─── RECORDED INFORMATION
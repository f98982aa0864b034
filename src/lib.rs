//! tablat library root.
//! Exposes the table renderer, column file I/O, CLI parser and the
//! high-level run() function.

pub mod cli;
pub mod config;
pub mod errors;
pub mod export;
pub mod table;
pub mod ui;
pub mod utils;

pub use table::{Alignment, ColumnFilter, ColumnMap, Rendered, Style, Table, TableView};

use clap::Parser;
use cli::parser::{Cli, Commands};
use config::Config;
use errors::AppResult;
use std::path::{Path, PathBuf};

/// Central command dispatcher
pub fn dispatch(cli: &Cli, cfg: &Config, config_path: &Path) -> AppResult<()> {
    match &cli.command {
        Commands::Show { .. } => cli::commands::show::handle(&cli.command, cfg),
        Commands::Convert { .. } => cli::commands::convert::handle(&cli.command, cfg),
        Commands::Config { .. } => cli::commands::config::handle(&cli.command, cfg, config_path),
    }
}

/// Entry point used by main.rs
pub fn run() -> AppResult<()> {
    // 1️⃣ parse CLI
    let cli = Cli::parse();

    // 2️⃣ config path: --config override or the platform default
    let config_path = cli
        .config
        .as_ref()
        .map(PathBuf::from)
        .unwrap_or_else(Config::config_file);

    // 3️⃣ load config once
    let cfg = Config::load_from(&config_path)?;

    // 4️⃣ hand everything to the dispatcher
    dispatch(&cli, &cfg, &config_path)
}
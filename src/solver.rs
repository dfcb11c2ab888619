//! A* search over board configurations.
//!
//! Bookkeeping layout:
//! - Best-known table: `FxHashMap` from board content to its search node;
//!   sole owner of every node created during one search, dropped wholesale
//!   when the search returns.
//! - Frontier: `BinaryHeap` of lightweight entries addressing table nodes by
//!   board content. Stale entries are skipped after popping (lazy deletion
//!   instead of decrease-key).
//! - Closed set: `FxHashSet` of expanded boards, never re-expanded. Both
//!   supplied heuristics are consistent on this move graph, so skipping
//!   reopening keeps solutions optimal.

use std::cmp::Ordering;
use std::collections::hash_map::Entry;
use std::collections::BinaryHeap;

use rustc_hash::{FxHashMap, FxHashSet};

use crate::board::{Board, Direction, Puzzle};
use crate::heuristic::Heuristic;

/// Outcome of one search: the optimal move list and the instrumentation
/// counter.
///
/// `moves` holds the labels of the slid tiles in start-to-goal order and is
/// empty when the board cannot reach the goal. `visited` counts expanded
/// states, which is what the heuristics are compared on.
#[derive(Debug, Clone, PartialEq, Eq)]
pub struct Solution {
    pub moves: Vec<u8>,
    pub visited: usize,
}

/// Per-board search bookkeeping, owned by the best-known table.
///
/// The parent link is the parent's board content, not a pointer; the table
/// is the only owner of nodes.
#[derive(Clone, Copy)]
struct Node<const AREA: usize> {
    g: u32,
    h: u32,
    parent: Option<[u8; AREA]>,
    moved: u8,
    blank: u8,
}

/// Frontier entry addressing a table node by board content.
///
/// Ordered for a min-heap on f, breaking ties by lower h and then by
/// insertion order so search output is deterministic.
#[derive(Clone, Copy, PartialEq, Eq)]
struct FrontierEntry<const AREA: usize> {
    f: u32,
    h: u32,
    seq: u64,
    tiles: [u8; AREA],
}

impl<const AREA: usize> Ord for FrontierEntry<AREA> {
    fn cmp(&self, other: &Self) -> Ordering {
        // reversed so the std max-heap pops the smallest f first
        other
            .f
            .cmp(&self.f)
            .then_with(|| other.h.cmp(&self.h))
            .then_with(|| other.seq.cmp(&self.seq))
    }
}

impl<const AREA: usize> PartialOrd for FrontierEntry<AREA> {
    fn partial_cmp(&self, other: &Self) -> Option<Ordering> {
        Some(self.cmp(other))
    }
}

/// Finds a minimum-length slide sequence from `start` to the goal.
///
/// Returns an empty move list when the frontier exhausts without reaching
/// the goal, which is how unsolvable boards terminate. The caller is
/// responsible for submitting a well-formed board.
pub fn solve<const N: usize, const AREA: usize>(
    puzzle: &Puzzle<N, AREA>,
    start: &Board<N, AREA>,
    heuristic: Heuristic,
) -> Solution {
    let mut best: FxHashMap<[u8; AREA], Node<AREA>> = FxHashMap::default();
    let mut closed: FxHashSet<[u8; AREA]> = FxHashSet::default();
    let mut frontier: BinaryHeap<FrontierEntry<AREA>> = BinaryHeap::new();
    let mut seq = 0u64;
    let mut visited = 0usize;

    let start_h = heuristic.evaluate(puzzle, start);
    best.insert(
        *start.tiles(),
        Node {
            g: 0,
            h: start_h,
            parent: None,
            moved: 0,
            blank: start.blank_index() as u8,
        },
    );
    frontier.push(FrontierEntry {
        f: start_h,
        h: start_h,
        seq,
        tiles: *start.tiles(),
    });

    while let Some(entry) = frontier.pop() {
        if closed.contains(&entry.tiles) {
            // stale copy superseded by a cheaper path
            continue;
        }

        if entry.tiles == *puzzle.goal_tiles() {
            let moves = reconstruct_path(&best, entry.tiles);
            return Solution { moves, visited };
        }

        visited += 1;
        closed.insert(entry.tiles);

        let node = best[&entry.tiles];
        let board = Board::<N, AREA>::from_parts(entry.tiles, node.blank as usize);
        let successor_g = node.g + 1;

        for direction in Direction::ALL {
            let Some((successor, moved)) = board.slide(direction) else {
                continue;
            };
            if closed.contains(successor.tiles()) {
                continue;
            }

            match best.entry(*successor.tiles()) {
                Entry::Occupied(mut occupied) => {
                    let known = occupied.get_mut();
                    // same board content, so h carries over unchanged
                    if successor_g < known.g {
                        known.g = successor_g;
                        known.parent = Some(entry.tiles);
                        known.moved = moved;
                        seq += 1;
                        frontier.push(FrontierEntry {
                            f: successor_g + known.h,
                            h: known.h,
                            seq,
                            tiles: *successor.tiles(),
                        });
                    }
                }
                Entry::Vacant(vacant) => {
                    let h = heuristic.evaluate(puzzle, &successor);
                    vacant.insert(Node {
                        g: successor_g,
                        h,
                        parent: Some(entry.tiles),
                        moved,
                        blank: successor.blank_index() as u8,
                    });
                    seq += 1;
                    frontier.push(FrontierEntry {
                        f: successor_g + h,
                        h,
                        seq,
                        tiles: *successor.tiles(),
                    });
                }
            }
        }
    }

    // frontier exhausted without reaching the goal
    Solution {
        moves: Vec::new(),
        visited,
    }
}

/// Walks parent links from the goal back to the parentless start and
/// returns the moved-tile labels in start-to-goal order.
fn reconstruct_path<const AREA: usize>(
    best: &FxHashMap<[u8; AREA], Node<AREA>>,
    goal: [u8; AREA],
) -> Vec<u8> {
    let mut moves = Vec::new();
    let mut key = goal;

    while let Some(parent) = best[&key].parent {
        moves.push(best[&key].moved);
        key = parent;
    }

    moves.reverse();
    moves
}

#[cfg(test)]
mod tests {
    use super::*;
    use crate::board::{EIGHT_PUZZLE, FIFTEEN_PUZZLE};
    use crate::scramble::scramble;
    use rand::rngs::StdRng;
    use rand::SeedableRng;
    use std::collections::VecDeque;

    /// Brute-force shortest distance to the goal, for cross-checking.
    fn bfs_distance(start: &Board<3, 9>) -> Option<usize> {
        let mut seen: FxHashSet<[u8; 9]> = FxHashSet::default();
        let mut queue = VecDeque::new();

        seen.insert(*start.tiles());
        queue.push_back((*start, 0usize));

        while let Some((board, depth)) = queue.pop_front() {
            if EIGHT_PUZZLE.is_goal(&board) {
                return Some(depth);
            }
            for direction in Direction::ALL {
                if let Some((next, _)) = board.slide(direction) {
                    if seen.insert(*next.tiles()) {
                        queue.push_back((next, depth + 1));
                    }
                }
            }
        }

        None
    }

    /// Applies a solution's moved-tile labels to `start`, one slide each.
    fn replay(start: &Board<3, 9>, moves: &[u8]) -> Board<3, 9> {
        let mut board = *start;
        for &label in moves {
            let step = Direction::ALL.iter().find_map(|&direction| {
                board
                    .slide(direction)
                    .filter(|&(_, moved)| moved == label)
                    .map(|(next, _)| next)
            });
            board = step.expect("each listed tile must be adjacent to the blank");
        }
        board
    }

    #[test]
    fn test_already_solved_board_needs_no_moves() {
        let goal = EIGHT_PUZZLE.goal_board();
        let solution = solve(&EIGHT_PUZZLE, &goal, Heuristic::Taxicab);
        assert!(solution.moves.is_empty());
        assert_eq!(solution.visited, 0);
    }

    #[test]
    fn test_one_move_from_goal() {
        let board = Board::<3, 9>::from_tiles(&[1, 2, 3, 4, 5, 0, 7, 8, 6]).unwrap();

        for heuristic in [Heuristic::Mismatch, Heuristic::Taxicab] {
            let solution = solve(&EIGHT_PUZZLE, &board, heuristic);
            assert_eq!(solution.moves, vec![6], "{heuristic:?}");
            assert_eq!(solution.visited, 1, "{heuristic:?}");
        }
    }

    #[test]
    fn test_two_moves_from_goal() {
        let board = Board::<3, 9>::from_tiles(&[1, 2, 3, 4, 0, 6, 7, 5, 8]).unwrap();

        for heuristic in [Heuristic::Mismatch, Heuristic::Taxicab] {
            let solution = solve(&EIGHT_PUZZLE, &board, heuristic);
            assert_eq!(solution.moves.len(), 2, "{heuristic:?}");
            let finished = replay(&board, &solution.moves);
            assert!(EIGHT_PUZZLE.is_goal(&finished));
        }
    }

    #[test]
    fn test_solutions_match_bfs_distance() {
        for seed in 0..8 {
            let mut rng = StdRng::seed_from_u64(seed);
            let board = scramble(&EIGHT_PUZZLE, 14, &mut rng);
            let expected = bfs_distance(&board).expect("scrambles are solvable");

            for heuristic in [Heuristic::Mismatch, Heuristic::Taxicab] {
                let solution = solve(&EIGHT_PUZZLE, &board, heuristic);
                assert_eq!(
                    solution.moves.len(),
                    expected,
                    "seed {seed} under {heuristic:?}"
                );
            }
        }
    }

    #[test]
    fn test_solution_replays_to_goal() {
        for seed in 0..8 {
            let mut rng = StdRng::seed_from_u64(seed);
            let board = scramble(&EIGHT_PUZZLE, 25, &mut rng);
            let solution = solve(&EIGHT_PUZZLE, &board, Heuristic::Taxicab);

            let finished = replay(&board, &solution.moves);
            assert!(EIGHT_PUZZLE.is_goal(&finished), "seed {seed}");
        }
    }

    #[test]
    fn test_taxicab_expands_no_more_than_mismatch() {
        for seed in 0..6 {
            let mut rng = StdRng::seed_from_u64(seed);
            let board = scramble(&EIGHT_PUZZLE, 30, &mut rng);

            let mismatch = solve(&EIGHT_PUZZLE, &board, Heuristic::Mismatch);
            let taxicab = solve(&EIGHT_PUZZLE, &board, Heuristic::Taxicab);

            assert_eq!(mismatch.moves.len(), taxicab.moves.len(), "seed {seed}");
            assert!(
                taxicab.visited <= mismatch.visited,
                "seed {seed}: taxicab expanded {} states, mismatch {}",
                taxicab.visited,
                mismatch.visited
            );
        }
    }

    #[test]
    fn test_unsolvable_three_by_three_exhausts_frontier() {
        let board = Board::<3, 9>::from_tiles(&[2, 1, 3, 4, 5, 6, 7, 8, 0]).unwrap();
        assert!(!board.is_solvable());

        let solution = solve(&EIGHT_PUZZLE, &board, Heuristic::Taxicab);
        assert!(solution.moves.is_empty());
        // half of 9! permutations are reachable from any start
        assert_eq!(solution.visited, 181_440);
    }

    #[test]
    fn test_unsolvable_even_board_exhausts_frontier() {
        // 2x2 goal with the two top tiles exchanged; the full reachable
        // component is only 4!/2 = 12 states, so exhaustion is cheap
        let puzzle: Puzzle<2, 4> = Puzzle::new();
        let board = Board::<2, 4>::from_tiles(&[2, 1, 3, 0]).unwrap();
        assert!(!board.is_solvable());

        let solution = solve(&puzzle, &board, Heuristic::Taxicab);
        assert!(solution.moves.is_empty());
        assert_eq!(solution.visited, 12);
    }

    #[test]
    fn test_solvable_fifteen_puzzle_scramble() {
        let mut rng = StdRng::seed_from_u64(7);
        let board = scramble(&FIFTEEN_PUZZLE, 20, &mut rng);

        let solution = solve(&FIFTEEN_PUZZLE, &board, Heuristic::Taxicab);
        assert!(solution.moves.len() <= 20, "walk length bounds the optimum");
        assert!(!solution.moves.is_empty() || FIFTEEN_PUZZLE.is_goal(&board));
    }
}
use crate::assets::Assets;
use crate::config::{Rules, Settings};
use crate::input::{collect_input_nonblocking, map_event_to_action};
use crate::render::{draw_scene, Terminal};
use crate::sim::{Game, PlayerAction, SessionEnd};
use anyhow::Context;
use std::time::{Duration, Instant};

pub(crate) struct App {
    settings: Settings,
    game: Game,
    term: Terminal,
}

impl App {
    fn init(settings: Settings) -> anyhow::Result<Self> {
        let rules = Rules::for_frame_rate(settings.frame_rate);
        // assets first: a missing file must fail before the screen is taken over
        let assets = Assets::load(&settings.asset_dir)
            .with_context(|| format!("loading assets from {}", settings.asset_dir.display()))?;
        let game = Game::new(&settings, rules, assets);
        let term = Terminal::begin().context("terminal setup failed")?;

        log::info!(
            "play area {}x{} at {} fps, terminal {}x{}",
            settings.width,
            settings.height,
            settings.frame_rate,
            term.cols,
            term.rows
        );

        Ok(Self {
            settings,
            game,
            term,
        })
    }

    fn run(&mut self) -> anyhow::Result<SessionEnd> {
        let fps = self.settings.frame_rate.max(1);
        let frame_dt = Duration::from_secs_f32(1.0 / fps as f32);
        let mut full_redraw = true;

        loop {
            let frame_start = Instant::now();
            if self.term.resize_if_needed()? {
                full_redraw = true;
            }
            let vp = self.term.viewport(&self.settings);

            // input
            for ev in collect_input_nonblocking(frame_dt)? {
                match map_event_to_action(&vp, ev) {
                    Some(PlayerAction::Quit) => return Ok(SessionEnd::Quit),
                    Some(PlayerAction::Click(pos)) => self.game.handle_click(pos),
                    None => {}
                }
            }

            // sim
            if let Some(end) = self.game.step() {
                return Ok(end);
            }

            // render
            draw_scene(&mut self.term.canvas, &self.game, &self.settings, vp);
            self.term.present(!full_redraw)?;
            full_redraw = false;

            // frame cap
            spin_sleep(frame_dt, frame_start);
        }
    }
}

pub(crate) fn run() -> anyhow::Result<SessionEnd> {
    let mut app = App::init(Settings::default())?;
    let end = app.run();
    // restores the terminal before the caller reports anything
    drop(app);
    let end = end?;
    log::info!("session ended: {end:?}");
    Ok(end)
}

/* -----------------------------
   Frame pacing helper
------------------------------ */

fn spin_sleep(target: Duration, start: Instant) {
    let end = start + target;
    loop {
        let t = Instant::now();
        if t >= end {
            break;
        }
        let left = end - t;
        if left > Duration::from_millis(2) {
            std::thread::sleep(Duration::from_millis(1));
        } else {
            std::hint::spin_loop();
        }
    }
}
──────
## WHAT IS EXPECTED
Which lines of the entries above contain the word "filename"? Copy each of them.

## EXERCISE RESULT
filename src/lib.rs
filename src/solver.rs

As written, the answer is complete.